=== Stored data ===
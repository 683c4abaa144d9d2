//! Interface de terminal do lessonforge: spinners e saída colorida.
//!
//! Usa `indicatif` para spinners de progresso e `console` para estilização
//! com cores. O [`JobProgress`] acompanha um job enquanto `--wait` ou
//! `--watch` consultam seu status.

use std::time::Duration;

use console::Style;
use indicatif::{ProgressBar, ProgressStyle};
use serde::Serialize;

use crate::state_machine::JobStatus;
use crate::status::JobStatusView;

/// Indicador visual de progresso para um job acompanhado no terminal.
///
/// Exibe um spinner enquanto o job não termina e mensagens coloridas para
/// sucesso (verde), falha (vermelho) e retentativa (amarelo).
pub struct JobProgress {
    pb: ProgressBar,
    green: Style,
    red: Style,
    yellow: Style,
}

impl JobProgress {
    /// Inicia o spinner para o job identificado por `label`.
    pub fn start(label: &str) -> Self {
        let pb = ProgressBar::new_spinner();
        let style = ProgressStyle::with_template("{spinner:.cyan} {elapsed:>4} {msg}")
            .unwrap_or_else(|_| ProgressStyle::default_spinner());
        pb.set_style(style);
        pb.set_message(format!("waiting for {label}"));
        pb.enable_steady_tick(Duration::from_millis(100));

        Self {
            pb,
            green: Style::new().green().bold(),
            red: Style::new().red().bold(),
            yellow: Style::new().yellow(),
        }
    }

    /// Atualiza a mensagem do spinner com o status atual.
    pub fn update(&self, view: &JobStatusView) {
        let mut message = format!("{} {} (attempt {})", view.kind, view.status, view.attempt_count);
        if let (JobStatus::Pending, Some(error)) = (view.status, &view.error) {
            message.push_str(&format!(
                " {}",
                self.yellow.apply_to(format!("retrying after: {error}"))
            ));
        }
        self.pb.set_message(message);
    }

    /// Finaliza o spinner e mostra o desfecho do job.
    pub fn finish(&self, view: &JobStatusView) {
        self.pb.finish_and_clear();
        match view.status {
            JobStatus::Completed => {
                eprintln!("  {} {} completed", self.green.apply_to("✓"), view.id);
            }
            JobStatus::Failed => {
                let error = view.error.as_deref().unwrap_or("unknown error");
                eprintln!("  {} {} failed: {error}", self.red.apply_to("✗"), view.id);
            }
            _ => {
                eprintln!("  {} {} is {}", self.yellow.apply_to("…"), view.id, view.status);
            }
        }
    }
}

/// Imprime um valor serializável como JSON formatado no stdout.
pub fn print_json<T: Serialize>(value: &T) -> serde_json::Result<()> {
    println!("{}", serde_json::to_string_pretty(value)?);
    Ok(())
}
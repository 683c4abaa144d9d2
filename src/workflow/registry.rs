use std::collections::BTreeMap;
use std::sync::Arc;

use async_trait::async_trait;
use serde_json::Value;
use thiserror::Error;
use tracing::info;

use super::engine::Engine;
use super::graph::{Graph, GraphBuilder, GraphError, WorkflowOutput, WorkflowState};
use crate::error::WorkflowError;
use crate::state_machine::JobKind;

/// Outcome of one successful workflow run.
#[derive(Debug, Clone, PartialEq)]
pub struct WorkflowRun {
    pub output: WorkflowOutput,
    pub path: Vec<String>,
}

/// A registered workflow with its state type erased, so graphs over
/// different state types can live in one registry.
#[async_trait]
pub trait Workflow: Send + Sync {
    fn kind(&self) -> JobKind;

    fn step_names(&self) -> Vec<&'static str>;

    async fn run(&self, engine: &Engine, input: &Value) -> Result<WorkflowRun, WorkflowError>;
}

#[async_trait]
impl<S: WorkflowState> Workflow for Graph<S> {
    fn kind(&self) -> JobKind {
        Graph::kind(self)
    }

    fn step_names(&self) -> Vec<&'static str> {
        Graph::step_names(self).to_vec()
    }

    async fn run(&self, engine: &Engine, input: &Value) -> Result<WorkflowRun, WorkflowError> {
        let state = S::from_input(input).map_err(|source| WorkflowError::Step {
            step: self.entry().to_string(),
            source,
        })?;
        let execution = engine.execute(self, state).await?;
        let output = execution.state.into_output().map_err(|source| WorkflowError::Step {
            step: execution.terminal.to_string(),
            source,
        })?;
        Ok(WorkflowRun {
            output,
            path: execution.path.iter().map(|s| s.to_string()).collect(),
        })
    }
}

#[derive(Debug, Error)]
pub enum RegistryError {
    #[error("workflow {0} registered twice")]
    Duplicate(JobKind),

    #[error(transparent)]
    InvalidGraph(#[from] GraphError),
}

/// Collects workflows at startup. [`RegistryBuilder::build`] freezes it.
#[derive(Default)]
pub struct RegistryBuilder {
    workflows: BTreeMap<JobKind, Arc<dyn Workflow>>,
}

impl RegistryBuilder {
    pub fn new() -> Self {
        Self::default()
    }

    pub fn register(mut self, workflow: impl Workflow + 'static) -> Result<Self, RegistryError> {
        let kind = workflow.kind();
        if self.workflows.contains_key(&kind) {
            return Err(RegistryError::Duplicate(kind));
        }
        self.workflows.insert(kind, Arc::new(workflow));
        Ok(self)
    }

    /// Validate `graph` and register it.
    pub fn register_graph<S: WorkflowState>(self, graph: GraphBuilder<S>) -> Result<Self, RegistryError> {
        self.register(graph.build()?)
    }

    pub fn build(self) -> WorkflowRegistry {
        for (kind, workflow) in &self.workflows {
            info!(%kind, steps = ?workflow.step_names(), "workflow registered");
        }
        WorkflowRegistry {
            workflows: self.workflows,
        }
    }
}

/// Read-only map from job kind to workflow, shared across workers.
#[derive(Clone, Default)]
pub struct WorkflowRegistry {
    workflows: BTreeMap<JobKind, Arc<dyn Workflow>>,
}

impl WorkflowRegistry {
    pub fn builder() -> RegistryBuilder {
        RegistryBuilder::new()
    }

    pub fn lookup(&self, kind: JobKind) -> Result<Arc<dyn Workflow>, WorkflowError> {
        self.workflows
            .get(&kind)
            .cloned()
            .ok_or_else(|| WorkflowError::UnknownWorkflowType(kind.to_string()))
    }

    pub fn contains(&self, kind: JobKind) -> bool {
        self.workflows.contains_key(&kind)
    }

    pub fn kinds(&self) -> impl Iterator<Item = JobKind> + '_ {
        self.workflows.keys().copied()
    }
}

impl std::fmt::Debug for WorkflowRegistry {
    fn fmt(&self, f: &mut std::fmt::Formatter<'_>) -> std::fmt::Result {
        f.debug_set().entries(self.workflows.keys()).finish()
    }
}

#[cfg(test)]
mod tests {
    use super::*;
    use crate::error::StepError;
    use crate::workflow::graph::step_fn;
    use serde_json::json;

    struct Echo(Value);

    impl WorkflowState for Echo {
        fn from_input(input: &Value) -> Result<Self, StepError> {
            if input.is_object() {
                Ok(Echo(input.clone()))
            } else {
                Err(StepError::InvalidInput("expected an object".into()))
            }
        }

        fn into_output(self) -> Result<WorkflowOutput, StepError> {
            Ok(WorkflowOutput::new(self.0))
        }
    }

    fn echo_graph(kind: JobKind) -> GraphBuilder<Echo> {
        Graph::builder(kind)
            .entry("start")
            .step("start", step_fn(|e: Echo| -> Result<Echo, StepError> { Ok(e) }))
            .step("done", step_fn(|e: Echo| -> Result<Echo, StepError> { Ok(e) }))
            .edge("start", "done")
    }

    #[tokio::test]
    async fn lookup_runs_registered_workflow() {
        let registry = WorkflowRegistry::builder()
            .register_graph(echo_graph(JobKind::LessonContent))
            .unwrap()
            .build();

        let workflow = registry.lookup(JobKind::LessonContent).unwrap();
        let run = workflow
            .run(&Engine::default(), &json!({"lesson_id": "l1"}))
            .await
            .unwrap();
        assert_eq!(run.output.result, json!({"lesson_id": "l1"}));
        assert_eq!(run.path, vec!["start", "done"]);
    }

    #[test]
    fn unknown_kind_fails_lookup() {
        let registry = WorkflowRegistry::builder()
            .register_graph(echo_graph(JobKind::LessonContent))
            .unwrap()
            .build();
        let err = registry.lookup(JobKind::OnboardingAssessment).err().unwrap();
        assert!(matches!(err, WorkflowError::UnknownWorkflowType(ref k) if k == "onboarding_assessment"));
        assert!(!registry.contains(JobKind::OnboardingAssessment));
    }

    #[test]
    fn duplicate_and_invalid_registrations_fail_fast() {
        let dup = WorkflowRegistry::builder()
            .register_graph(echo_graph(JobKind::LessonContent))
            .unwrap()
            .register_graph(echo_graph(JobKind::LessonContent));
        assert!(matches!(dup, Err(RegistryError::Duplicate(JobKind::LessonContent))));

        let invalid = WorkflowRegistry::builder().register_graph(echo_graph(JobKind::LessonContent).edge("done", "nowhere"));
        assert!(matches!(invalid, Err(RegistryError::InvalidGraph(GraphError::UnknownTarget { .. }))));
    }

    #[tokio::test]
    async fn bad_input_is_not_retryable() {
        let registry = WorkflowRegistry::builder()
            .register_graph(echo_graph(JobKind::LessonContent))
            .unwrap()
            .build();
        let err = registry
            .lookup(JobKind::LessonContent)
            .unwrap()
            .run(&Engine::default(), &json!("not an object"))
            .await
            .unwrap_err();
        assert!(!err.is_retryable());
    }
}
===
Which lines of the records above contain the word "WorkflowState"? Report each one in full.

use super::graph::{Graph, GraphBuilder, GraphError, WorkflowOutput, WorkflowState};
impl<S: WorkflowState> Workflow for Graph<S> {
    pub fn register_graph<S: WorkflowState>(self, graph: GraphBuilder<S>) -> Result<Self, RegistryError> {
    impl WorkflowState for Echo {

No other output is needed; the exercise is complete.